TungLok heads to New York

TungLok heads to New York

Home-grown restaurant group TungLok is taking on The Big Apple: It is opening a restaurant in New York's tallest building in early 2015.

The restaurant will be located on the 66th floor of One World Trade Center, formerly known as the Freedom Tower. It will be TungLok's first United States restaurant, and is a partnership between the group and China Center New York, owned by China-based real estate investment company Vantone Holdings, whose business also includes property development and fund management.

China Center is a gateway for Chinese companies and individuals entering the US to connect with American entities seeking new opportunities in China, and it has leased six floors of the building, from levels 64 to 69.

TungLok and Vantone Holdings inked the deal on Friday with a signing ceremony in Beijing.

The contemporary Chinese restaurant will offer floor-to-ceiling windows and an expansive view of the city. The food direction will be led by Toronto- based chef-restaurateur Susur Lee, known for introducing modern Chinese cuisine to Singapore in the 1990s, when he was a consultant for TungLok's now-defunct restaurant Club Chinois.

For now, TungLok's executive chairman Andrew Tjioe remains tight-lipped on what else diners can expect of this new restaurant.

The chance to go into partnership with the China-based developer and open a restaurant at one of the world's most iconic buildings was one that he could not pass up.

He tells Life!: "This is an opportunity - whether there is a manpower shortage or a surplus, it does not really matter because we are a business, and eventually you want to fly your brand for the world to see."

Excited by the group's first foray into the American market, he adds: "One World Trade Center is a landmark and it will be the most important landmark of New York for many years to come."

Indeed, the 104-storey building in Lower Manhattan, which stands at 541m, is the tallest building in the Western Hemisphere and has been constructed at the north-west corner of the 6.5ha World Trade Center site, next to Ground Zero, where the Twin Towers that were struck by terrorist attacks in 2001 once stood.

The building is co-developed by The Port Authority of New York and New Jersey and The Durst Organisation, a US-based family-run real estate company, and is slated to be completed next year.

The yet-to-be named restaurant will be housed within China Center. Other than a restaurant, with private dining areas, the six-floor centre will also include offices and conference spaces. The skyscraper's anchor tenant is media group Conde Nast, which is behind popular magazine titles such as The New Yorker, Vanity Fair and Vogue.

Mr Tjioe says he had visited New York with International Enterprise Singapore before the global financial crisis and had looked into setting up a restaurant there at the time. However, he found that it was complicated and required between 20 and 30 licences.

But any further talk of opening anything in New York petered out when the crisis hit in 2008. He adds: "Of course, we were glad that we didn't do anything back then."

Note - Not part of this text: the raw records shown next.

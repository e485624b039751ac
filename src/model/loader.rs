// Binary studio model reader.
//
// The on-disk layout is a fixed header followed by offset-addressed tables
// of fixed-size records. Every table is reached through an absolute byte
// offset in the header, so tables can appear in any order. All integers are
// little-endian. Validation happens at load time; the rest of the crate
// trusts the indices a loaded model carries.

use std::io::{Cursor, Read};
use std::path::Path;

use anyhow::{bail, Context, Result};
use byteorder::{LittleEndian, ReadBytesExt};
use glam::Vec3;

use crate::palette::{PaletteTexture, PALETTE_SIZE};

use super::{
    Bone, BoneController, BodyPart, Hitbox, Mesh, MeshVertex, Sequence, StudioModel, SubModel,
    BONE_CHANNELS,
};

const MAGIC: &[u8; 4] = b"IDST";
pub const FORMAT_VERSION: u32 = 10;

const NAME_LEN: usize = 64;
const LABEL_LEN: usize = 32;

const BONE_RECORD: u64 = 84;
const CONTROLLER_RECORD: u64 = 24;
const HITBOX_RECORD: u64 = 32;
const SEQUENCE_RECORD: u64 = 76;
const BODY_PART_RECORD: u64 = 40;
const SUBMODEL_RECORD: u64 = 40;
const MESH_RECORD: u64 = 12;
const STRIP_RECORD: u64 = 8;
const VERTEX_RECORD: u64 = 24;
const TEXTURE_RECORD: u64 = 80;

pub fn load_model_file(path: impl AsRef<Path>) -> Result<StudioModel> {
    let path = path.as_ref();
    let bytes = std::fs::read(path)
        .with_context(|| format!("failed to read model file {}", path.display()))?;
    load_model(&bytes).with_context(|| format!("failed to parse {}", path.display()))
}

pub fn load_model(bytes: &[u8]) -> Result<StudioModel> {
    let mut cur = Cursor::new(bytes);

    let mut magic = [0u8; 4];
    cur.read_exact(&mut magic).context("truncated header")?;
    if &magic != MAGIC {
        bail!("not a studio model (bad magic)");
    }
    let version = cur.read_u32::<LittleEndian>()?;
    if version != FORMAT_VERSION {
        bail!("unsupported studio version {version}, expected {FORMAT_VERSION}");
    }
    let name = read_name(&mut cur, NAME_LEN)?;

    let (bone_count, bone_offset) = read_table(&mut cur)?;
    let (controller_count, controller_offset) = read_table(&mut cur)?;
    let (hitbox_count, hitbox_offset) = read_table(&mut cur)?;
    let (sequence_count, sequence_offset) = read_table(&mut cur)?;
    let (body_part_count, body_part_offset) = read_table(&mut cur)?;
    let (texture_count, texture_offset) = read_table(&mut cur)?;
    let skin_refs = cur.read_u32::<LittleEndian>()? as usize;
    let skin_families = cur.read_u32::<LittleEndian>()? as usize;
    let skin_offset = cur.read_u32::<LittleEndian>()? as u64;

    validate_table(bone_count, BONE_RECORD, bone_offset, bytes.len(), "bone")?;
    validate_table(
        controller_count,
        CONTROLLER_RECORD,
        controller_offset,
        bytes.len(),
        "controller",
    )?;
    validate_table(hitbox_count, HITBOX_RECORD, hitbox_offset, bytes.len(), "hitbox")?;
    validate_table(
        sequence_count,
        SEQUENCE_RECORD,
        sequence_offset,
        bytes.len(),
        "sequence",
    )?;
    validate_table(
        body_part_count,
        BODY_PART_RECORD,
        body_part_offset,
        bytes.len(),
        "body part",
    )?;
    validate_table(texture_count, TEXTURE_RECORD, texture_offset, bytes.len(), "texture")?;

    // Bones. Parents must precede children so pose evaluation can walk the
    // list front to back.
    let mut bones = Vec::with_capacity(bone_count);
    for i in 0..bone_count {
        cur.set_position(bone_offset + i as u64 * BONE_RECORD);
        let bone_name = read_name(&mut cur, LABEL_LEN)
            .with_context(|| format!("truncated bone {i}"))?;
        let parent = cur.read_i32::<LittleEndian>()?;
        let parent = match parent {
            -1 => None,
            p if p >= 0 && (p as usize) < i => Some(p as usize),
            p => bail!("bone {i} has parent {p}; parents must precede children"),
        };
        let mut controllers = [None; BONE_CHANNELS];
        for slot in &mut controllers {
            let c = cur.read_i32::<LittleEndian>()?;
            *slot = optional_index(c, controller_count, "bone controller")?;
        }
        let mut defaults = [0.0f32; BONE_CHANNELS];
        for value in &mut defaults {
            *value = cur.read_f32::<LittleEndian>()?;
        }
        bones.push(Bone {
            name: bone_name,
            parent,
            defaults,
            controllers,
        });
    }

    let mut controllers = Vec::with_capacity(controller_count);
    for i in 0..controller_count {
        cur.set_position(controller_offset + i as u64 * CONTROLLER_RECORD);
        let bone = checked_index(cur.read_i32::<LittleEndian>()?, bones.len(), "controller bone")?;
        let channel = cur.read_u32::<LittleEndian>()? as usize;
        if channel >= BONE_CHANNELS {
            bail!("controller {i} drives channel {channel}, out of range");
        }
        let start = cur.read_f32::<LittleEndian>()?;
        let end = cur.read_f32::<LittleEndian>()?;
        let rest = cur.read_i32::<LittleEndian>()?;
        let index = cur.read_i32::<LittleEndian>()?;
        controllers.push(BoneController {
            bone,
            channel,
            start,
            end,
            rest,
            index,
        });
    }

    let mut hitboxes = Vec::with_capacity(hitbox_count);
    for i in 0..hitbox_count {
        cur.set_position(hitbox_offset + i as u64 * HITBOX_RECORD);
        let bone = checked_index(cur.read_i32::<LittleEndian>()?, bones.len(), "hitbox bone")?;
        let group = cur.read_i32::<LittleEndian>()?;
        let bbmin = read_vec3(&mut cur)?;
        let bbmax = read_vec3(&mut cur)?;
        hitboxes.push(Hitbox {
            bone,
            group,
            bbmin,
            bbmax,
        });
    }

    let mut sequences = Vec::with_capacity(sequence_count);
    for i in 0..sequence_count {
        cur.set_position(sequence_offset + i as u64 * SEQUENCE_RECORD);
        let label = read_name(&mut cur, LABEL_LEN)
            .with_context(|| format!("truncated sequence {i}"))?;
        let fps = cur.read_f32::<LittleEndian>()?;
        let flags = cur.read_u32::<LittleEndian>()?;
        let frame_count = cur.read_u32::<LittleEndian>()?;
        let bbmin = read_vec3(&mut cur)?;
        let bbmax = read_vec3(&mut cur)?;
        let motion_offset = cur.read_u32::<LittleEndian>()? as usize;
        let motion_len = cur.read_u32::<LittleEndian>()? as usize;
        let motion = slice_blob(bytes, motion_offset, motion_len)
            .with_context(|| format!("sequence {label:?} motion data out of bounds"))?
            .to_vec();
        sequences.push(Sequence {
            label,
            fps,
            flags,
            frame_count,
            bbmin,
            bbmax,
            motion,
        });
    }

    let mut body_parts = Vec::with_capacity(body_part_count);
    for i in 0..body_part_count {
        cur.set_position(body_part_offset + i as u64 * BODY_PART_RECORD);
        let part_name = read_name(&mut cur, LABEL_LEN)?;
        let (model_count, model_offset) = read_table(&mut cur)?;
        validate_table(model_count, SUBMODEL_RECORD, model_offset, bytes.len(), "submodel")?;

        let mut models = Vec::with_capacity(model_count);
        for m in 0..model_count {
            cur.set_position(model_offset + m as u64 * SUBMODEL_RECORD);
            let model_name = read_name(&mut cur, LABEL_LEN)?;
            let (mesh_count, mesh_offset) = read_table(&mut cur)?;
            validate_table(mesh_count, MESH_RECORD, mesh_offset, bytes.len(), "mesh")?;

            let mut meshes = Vec::with_capacity(mesh_count);
            for k in 0..mesh_count {
                cur.set_position(mesh_offset + k as u64 * MESH_RECORD);
                let skin_ref = cur.read_u32::<LittleEndian>()? as usize;
                if skin_ref >= skin_refs {
                    bail!(
                        "mesh in body part {part_name:?} uses skin ref {skin_ref}, \
                         table has {skin_refs}"
                    );
                }
                let (strip_count, strip_offset) = read_table(&mut cur)?;
                validate_table(strip_count, STRIP_RECORD, strip_offset, bytes.len(), "strip")?;

                let mut strips = Vec::with_capacity(strip_count);
                for s in 0..strip_count {
                    cur.set_position(strip_offset + s as u64 * STRIP_RECORD);
                    let (vertex_count, vertex_offset) = read_table(&mut cur)?;
                    validate_table(vertex_count, VERTEX_RECORD, vertex_offset, bytes.len(), "vertex")?;
                    let mut vertices = Vec::with_capacity(vertex_count);
                    for v in 0..vertex_count {
                        cur.set_position(vertex_offset + v as u64 * VERTEX_RECORD);
                        let bone = cur.read_u32::<LittleEndian>()? as usize;
                        if bone >= bones.len() {
                            bail!("vertex references bone {bone}, model has {}", bones.len());
                        }
                        let pos = [
                            cur.read_f32::<LittleEndian>()?,
                            cur.read_f32::<LittleEndian>()?,
                            cur.read_f32::<LittleEndian>()?,
                        ];
                        let uv = [
                            cur.read_f32::<LittleEndian>()?,
                            cur.read_f32::<LittleEndian>()?,
                        ];
                        vertices.push(MeshVertex { bone, pos, uv });
                    }
                    strips.push(vertices);
                }
                meshes.push(Mesh { skin_ref, strips });
            }
            models.push(SubModel {
                name: model_name,
                meshes,
            });
        }
        body_parts.push(BodyPart {
            name: part_name,
            models,
        });
    }

    let mut textures = Vec::with_capacity(texture_count);
    for i in 0..texture_count {
        cur.set_position(texture_offset + i as u64 * TEXTURE_RECORD);
        let tex_name = read_name(&mut cur, NAME_LEN)?;
        let width = cur.read_u32::<LittleEndian>()?;
        let height = cur.read_u32::<LittleEndian>()?;
        let pixels_offset = cur.read_u32::<LittleEndian>()? as usize;
        let palette_offset = cur.read_u32::<LittleEndian>()? as usize;
        let pixel_count = width as u64 * height as u64;
        if pixel_count > bytes.len() as u64 {
            bail!(
                "texture {tex_name:?} claims {width}x{height} pixels, more than the \
                 {} byte file holds",
                bytes.len()
            );
        }
        let pixels = slice_blob(bytes, pixels_offset, pixel_count as usize)
            .with_context(|| format!("texture {tex_name:?} pixels out of bounds"))?
            .to_vec();
        let palette = slice_blob(bytes, palette_offset, PALETTE_SIZE)
            .with_context(|| format!("texture {tex_name:?} palette out of bounds"))?
            .to_vec();
        textures.push(PaletteTexture::new(tex_name, width, height, pixels, palette)?);
    }

    let skin_entries = skin_families
        .checked_mul(skin_refs)
        .filter(|&n| {
            (n as u64)
                .checked_mul(2)
                .and_then(|span| span.checked_add(skin_offset))
                .is_some_and(|end| end <= bytes.len() as u64)
        })
        .with_context(|| {
            format!("skin table of {skin_families} families x {skin_refs} refs exceeds file")
        })?;
    cur.set_position(skin_offset);
    let mut skin_table = Vec::with_capacity(skin_entries);
    for _ in 0..skin_entries {
        let entry = cur.read_u16::<LittleEndian>().context("truncated skin table")?;
        if entry as usize >= textures.len() {
            bail!("skin table entry {entry} exceeds texture count {}", textures.len());
        }
        skin_table.push(entry);
    }

    log::info!(
        "loaded studio model {name:?}: {} bones, {} sequences, {} body parts, {} textures",
        bones.len(),
        sequences.len(),
        body_parts.len(),
        textures.len()
    );

    Ok(StudioModel {
        name,
        bones,
        controllers,
        hitboxes,
        sequences,
        body_parts,
        textures,
        skin_refs,
        skin_table,
    })
}

fn read_table(cur: &mut Cursor<&[u8]>) -> Result<(usize, u64)> {
    let count = cur.read_u32::<LittleEndian>()? as usize;
    let offset = cur.read_u32::<LittleEndian>()? as u64;
    Ok((count, offset))
}

/// Bounds-checks a count+offset table before any allocation sized by it.
/// Counts come straight from the file, so the arithmetic must not trust them.
fn validate_table(count: usize, record: u64, offset: u64, file_len: usize, what: &str) -> Result<()> {
    let fits = (count as u64)
        .checked_mul(record)
        .and_then(|span| span.checked_add(offset))
        .is_some_and(|end| end <= file_len as u64);
    if !fits {
        bail!(
            "{what} table of {count} records at offset {offset} exceeds file of {file_len} bytes"
        );
    }
    Ok(())
}

fn read_vec3(cur: &mut Cursor<&[u8]>) -> Result<Vec3> {
    Ok(Vec3::new(
        cur.read_f32::<LittleEndian>()?,
        cur.read_f32::<LittleEndian>()?,
        cur.read_f32::<LittleEndian>()?,
    ))
}

/// Fixed-width NUL-padded string field.
fn read_name(cur: &mut Cursor<&[u8]>, len: usize) -> Result<String> {
    let mut buf = vec![0u8; len];
    cur.read_exact(&mut buf)?;
    let end = buf.iter().position(|&b| b == 0).unwrap_or(len);
    Ok(String::from_utf8_lossy(&buf[..end]).into_owned())
}

fn slice_blob(bytes: &[u8], offset: usize, len: usize) -> Result<&[u8]> {
    let end = offset.checked_add(len).context("blob range overflows")?;
    bytes
        .get(offset..end)
        .with_context(|| format!("blob {offset}..{end} exceeds file of {} bytes", bytes.len()))
}

fn checked_index(value: i32, limit: usize, what: &str) -> Result<usize> {
    match usize::try_from(value) {
        Ok(index) if index < limit => Ok(index),
        _ => bail!("{what} index {value} out of range (limit {limit})"),
    }
}

fn optional_index(value: i32, limit: usize, what: &str) -> Result<Option<usize>> {
    if value == -1 {
        return Ok(None);
    }
    checked_index(value, limit, what).map(Some)
}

He had met with Vantone Holdings' chairman Feng Lun at the end of last year. The two were supposed to meet through a mutual friend about seven or eight years ago, but that meeting never materialised.

The TungLok group started the now-defunct Charming Garden at the former Novotel Orchid Hotel in 1980, and in 1984, it opened Tung Lok Restaurant at Liang Court. The company, which listed on the Singapore Stock Exchange in 2001, now owns and manages more than 40 restaurants in Singapore, Indonesia, China, Japan and India. Popular ones here include Lao Beijing, TungLok Signatures and Tong Le Private Dining.

Aside from its expansion into New York, the company will also open three restaurants in Sydney and Jakarta. It will open Waitan at the end of this month, together with a Beijing restaurateur, in Sydney's Sussex Street, the main street of Chinatown. The two-storey modern Shanghainese-style restaurant will offer dishes such as wood-fired Peking duck, dim sum, modern Chinese fare and Singaporean favourites such as chicken rice and chilli crab.

Over in Jakarta, the group will also open two restaurants next month: My Humble House, a modern Chinese restaurant and MAD (Modern Asian Diner), an Asian tapas restaurant.

Both will be located at Ciputra World, a new retail, commercial and residential site that includes The Raffles Hotel Jakarta, DBS Bank Tower and a Lotte shopping avenue.

TungLok already runs two other restaurants in Jakarta and opened its first restaurant there, fine-dining Chinese restaurant Taipan, in 1992. The restaurants in Jakarta are wholly owned by TungLok.

On why he has gone into partnership with other companies to open in new markets including New York and Sydney, he says: "When we are not very familiar with the market, I think the best way is to go in with a partner so that you have a chance to study and feel the market, and when you become more comfortable, you may want to do it yourself."